Problem requirements: Reproduce exactly, from the data that follows, the line with "Direction other than", the line with "(tests, read-only mode).", and every line that lies between them.

[Saved entries]
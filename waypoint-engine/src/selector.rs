//! Selection of the units eligible for a `run` / `dry` invocation.

use waypoint_core::{Direction, EnvHistory, Plan, PlanItem, UnitId};

/// Compute the ordered plan for `direction`.
///
/// 1. `up` keeps units not in `applied`; `down` keeps units in `applied`.
/// 2. With a name and `limit == 1`, only the unit named exactly `name` is kept.
/// 3. With a name and any other limit, `down` keeps ids `<= name` and `up`
///    keeps ids `>= name`.
/// 4. `up` sorts ascending, `down` descending.
/// 5. `limit > 0` truncates.
///
/// An empty name is the same as no name.
pub fn select(
    units: &[UnitId],
    applied: &EnvHistory,
    direction: Direction,
    limit: usize,
    name: Option<&str>,
) -> Plan {
    let name = name.filter(|n| !n.is_empty());

    let mut selected: Vec<&UnitId> = units
        .iter()
        .filter(|unit| applied.contains_key(*unit) == direction.is_down())
        .filter(|unit| match name {
            None => true,
            Some(name) if limit == 1 => unit.as_str() == name,
            Some(name) => match direction {
                Direction::Down => unit.as_str() <= name,
                Direction::Up => unit.as_str() >= name,
            },
        })
        .collect();

    selected.sort();
    if direction.is_down() {
        selected.reverse();
    }
    if limit > 0 {
        selected.truncate(limit);
    }

    selected
        .into_iter()
        .map(|unit| PlanItem::new(unit.clone(), direction))
        .collect()
}
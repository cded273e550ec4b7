//! Error types for waypoint-core.

use std::path::PathBuf;

use thiserror::Error;

/// Errors raised while setting or loading configuration.
#[derive(Debug, Error)]
pub enum ConfigError {
    /// Direction other than `up` or `down`.
    #[error("Unknown direction: \"{0}\"")]
    InvalidDirection(String),

    /// Migrations directory override that cannot be used as a path.
    #[error("Bad directory, expected a non-empty path but was: {0:?}")]
    InvalidDirectory(PathBuf),

    /// Any other rejected configuration value.
    #[error("invalid value for {field}: {reason}")]
    InvalidValue { field: &'static str, reason: String },

    /// `std::env::current_dir()` failed and no cwd was set explicitly.
    #[error("cannot determine current working directory: {0}")]
    Cwd(#[source] std::io::Error),

    /// Project file could not be read.
    #[error("I/O error at {path}: {source}")]
    Io {
        path: PathBuf,
        #[source]
        source: std::io::Error,
    },

    /// Project file exists but is not valid YAML for [`crate::config::ProjectFile`].
    #[error("failed to parse project file at {path}: {source}")]
    Parse {
        path: PathBuf,
        #[source]
        source: serde_yaml::Error,
    },
}

/// Errors from the migration registry (directory listing and scaffolding).
#[derive(Debug, Error)]
pub enum RegistryError {
    /// The migrations directory could not be listed.
    #[error("cannot read migrations directory {path}: {source}")]
    DirectoryUnreadable {
        path: PathBuf,
        #[source]
        source: std::io::Error,
    },

    /// A configured template path does not exist.
    #[error("Could not find template: \"{}\"", path.display())]
    TemplateNotFound { path: PathBuf },

    /// Any other I/O failure, annotated with the path involved.
    #[error("I/O error at {path}: {source}")]
    Io {
        path: PathBuf,
        #[source]
        source: std::io::Error,
    },
}

/// Errors from persisting the history ledger.
#[derive(Debug, Error)]
pub enum HistoryError {
    #[error("I/O error at {path}: {source}")]
    Io {
        path: PathBuf,
        #[source]
        source: std::io::Error,
    },

    #[error("history JSON error: {0}")]
    Json(#[from] serde_json::Error),

    /// Raised by in-memory ledgers that refuse writes (tests, read-only mode).
    #[error("history store is read-only")]
    ReadOnly,
}

pub(crate) fn registry_io(path: impl Into<PathBuf>, source: std::io::Error) -> RegistryError {
    RegistryError::Io {
        path: path.into(),
        source,
    }
}

pub(crate) fn history_io(path: impl Into<PathBuf>, source: std::io::Error) -> HistoryError {
    HistoryError::Io {
        path: path.into(),
        source,
    }
}
//! Waypoint: timestamped, reversible migrations with per-environment history
//! and git branch reconciliation.
//!
//! # Usage
//!
//! ```text
//! waypoint run [--down|--up] [--limit N|--one] [--timeout SECS] [NAME...]
//! waypoint create [NAME...]
//! waypoint dry [--down|--up] [--limit N|--one] [--json] [NAME...]
//! waypoint diff [--json]
//! waypoint sync <BRANCH>
//! waypoint post-checkout <FROM> <TO> <FLAG>
//! waypoint install-hook [--force]
//! ```

mod commands;
mod git;
mod reporter;

use anyhow::Result;
use clap::{Parser, Subcommand};

use commands::{
    create::CreateArgs, diff::DiffArgs, dry::DryArgs, hook::InstallHookArgs, run::RunArgs,
    sync::{PostCheckoutArgs, SyncArgs},
    GlobalArgs,
};

// ---------------------------------------------------------------------------
// CLI entry point
// ---------------------------------------------------------------------------

#[derive(Parser, Debug)]
#[command(
    name = "waypoint",
    version,
    about = "Run and track reversible migrations across environments and git branches",
    long_about = None,
)]
struct Cli {
    #[command(flatten)]
    global: GlobalArgs,

    #[command(subcommand)]
    command: Commands,
}

#[derive(Subcommand, Debug)]
enum Commands {
    /// Run migrations in the selected direction.
    Run(RunArgs),

    /// Create a new migration (optional name as arguments).
    #[command(visible_alias = "new")]
    Create(CreateArgs),

    /// List what is able to migrate, according to direction and limit.
    #[command(visible_alias = "status")]
    Dry(DryArgs),

    /// Show what it takes to reconcile the history with the migrations on disk.
    Diff(DiffArgs),

    /// Reconcile with the migrations of another branch.
    Sync(SyncArgs),

    /// Entry point for git's post-checkout hook.
    #[command(name = "post-checkout", hide = true)]
    PostCheckout(PostCheckoutArgs),

    /// Install the git post-checkout hook in the current repository.
    #[command(name = "install-hook")]
    InstallHook(InstallHookArgs),
}

// ---------------------------------------------------------------------------
// Main
// ---------------------------------------------------------------------------

fn main() -> Result<()> {
    let cli = Cli::parse();
    init_tracing(cli.global.verbose);

    match cli.command {
        Commands::Run(args) => args.run(&cli.global),
        Commands::Create(args) => args.run(&cli.global),
        Commands::Dry(args) => args.run(&cli.global),
        Commands::Diff(args) => args.run(&cli.global),
        Commands::Sync(args) => args.run(&cli.global),
        Commands::PostCheckout(args) => args.run(&cli.global),
        Commands::InstallHook(args) => args.run(&cli.global),
    }
}

fn init_tracing(verbose: bool) {
    use tracing_subscriber::{fmt, EnvFilter};

    let default = if verbose { "info" } else { "warn" };
    let filter = EnvFilter::try_from_default_env().unwrap_or_else(|_| EnvFilter::new(default));
    let _ = fmt()
        .with_env_filter(filter)
        .with_target(false)
        .with_writer(std::io::stderr)
        .try_init();
}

Solution for this problem:
    /// Direction other than `up` or `down`.
    #[error("Unknown direction: \"{0}\"")]
    InvalidDirection(String),

    /// Migrations directory override that cannot be used as a path.
    #[error("Bad directory, expected a non-empty path but was: {0:?}")]
    InvalidDirectory(PathBuf),

    /// Any other rejected configuration value.
    #[error("invalid value for {field}: {reason}")]
    InvalidValue { field: &'static str, reason: String },

    /// `std::env::current_dir()` failed and no cwd was set explicitly.
    #[error("cannot determine current working directory: {0}")]
    Cwd(#[source] std::io::Error),

    /// Project file could not be read.
    #[error("I/O error at {path}: {source}")]
    Io {
        path: PathBuf,
        #[source]
        source: std::io::Error,
    },

    /// Project file exists but is not valid YAML for [`crate::config::ProjectFile`].
    #[error("failed to parse project file at {path}: {source}")]
    Parse {
        path: PathBuf,
        #[source]
        source: serde_yaml::Error,
    },
}

/// Errors from the migration registry (directory listing and scaffolding).
#[derive(Debug, Error)]
pub enum RegistryError {
    /// The migrations directory could not be listed.
    #[error("cannot read migrations directory {path}: {source}")]
    DirectoryUnreadable {
        path: PathBuf,
        #[source]
        source: std::io::Error,
    },

    /// A configured template path does not exist.
    #[error("Could not find template: \"{}\"", path.display())]
    TemplateNotFound { path: PathBuf },

    /// Any other I/O failure, annotated with the path involved.
    #[error("I/O error at {path}: {source}")]
    Io {
        path: PathBuf,
        #[source]
        source: std::io::Error,
    },
}

/// Errors from persisting the history ledger.
#[derive(Debug, Error)]
pub enum HistoryError {
    #[error("I/O error at {path}: {source}")]
    Io {
        path: PathBuf,
        #[source]
        source: std::io::Error,
    },

    #[error("history JSON error: {0}")]
    Json(#[from] serde_json::Error),

    /// Raised by in-memory ledgers that refuse writes (tests, read-only mode).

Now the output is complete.